▶ [Extracted data entries]
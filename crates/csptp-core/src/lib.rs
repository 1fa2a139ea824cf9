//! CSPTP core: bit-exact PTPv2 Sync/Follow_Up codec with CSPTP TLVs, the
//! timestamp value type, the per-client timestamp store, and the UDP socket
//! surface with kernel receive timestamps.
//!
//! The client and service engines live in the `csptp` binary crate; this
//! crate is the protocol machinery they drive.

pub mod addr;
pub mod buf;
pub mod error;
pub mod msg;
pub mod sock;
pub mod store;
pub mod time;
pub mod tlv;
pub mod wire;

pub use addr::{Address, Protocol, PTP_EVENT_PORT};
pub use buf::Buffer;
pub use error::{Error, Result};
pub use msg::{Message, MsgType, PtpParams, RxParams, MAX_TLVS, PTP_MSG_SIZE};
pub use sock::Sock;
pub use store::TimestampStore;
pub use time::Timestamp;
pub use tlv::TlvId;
...
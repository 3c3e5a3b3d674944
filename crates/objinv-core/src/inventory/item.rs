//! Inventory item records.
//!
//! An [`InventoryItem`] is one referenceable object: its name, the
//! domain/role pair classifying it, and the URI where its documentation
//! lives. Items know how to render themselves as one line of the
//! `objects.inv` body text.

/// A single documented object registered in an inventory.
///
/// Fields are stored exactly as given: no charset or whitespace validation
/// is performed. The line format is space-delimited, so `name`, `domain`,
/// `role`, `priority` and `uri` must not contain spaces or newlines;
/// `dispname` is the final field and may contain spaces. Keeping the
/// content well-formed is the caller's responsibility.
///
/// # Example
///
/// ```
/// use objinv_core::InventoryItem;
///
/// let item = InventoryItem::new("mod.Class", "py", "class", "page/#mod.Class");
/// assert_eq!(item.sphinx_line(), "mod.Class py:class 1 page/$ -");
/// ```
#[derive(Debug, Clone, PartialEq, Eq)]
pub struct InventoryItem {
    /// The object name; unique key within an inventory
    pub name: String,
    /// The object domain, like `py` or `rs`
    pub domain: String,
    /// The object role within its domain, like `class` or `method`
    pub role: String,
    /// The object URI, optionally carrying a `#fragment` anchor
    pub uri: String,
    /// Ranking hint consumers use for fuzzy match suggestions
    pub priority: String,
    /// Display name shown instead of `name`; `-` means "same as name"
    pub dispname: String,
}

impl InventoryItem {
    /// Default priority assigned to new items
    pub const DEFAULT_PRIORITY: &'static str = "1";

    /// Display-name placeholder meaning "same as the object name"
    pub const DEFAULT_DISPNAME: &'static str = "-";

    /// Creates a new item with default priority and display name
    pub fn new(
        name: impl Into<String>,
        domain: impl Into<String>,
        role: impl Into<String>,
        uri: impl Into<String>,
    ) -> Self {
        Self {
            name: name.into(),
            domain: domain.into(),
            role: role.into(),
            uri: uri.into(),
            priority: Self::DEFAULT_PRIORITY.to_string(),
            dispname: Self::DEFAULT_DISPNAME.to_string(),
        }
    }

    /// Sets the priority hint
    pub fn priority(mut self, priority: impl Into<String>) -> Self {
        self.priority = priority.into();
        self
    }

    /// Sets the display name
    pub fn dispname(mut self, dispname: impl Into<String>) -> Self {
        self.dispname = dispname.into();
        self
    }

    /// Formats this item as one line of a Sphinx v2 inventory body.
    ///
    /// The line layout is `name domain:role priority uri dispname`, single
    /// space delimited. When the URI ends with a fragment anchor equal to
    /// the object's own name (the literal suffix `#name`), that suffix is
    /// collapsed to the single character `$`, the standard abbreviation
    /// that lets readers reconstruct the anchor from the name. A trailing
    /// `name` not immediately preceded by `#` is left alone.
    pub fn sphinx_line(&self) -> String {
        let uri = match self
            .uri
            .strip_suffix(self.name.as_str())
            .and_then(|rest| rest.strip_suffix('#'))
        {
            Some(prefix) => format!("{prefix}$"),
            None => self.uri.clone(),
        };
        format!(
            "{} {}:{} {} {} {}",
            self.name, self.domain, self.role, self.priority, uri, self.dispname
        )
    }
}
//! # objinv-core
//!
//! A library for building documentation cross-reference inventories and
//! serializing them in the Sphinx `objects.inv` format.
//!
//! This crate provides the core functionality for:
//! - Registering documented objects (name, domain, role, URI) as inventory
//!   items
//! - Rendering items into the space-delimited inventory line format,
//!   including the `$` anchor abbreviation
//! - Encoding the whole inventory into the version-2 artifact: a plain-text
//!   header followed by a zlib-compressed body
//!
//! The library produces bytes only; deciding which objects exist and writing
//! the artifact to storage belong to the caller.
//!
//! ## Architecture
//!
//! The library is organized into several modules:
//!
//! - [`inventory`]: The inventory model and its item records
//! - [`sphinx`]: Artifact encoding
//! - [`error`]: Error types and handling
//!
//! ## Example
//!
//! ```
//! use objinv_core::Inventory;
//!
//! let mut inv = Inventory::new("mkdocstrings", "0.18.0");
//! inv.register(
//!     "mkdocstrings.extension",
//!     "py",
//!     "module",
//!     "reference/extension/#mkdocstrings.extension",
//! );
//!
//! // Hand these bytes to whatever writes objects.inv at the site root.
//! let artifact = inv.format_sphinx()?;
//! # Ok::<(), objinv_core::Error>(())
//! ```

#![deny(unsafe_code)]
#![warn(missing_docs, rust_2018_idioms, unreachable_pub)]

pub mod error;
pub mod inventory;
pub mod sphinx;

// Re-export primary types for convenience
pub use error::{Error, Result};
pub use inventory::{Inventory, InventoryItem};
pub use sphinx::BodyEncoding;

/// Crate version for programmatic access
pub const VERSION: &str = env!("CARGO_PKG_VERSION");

▶ [TASK DIRECTIONS] From the records above, transcribe without alteration every line from the one with "filename crates/csptp-core/src/lib.rs" to the one with "pub mod msg;", inclusive.

▶ [OUTPUT FOR THIS EXERCISE]
filename crates/csptp-core/src/lib.rs
repository 1fa2a139ea824cf9
//! CSPTP core: bit-exact PTPv2 Sync/Follow_Up codec with CSPTP TLVs, the
//! timestamp value type, the per-client timestamp store, and the UDP socket
//! surface with kernel receive timestamps.
//!
//! The client and service engines live in the `csptp` binary crate; this
//! crate is the protocol machinery they drive.

pub mod addr;
pub mod buf;
pub mod error;
pub mod msg;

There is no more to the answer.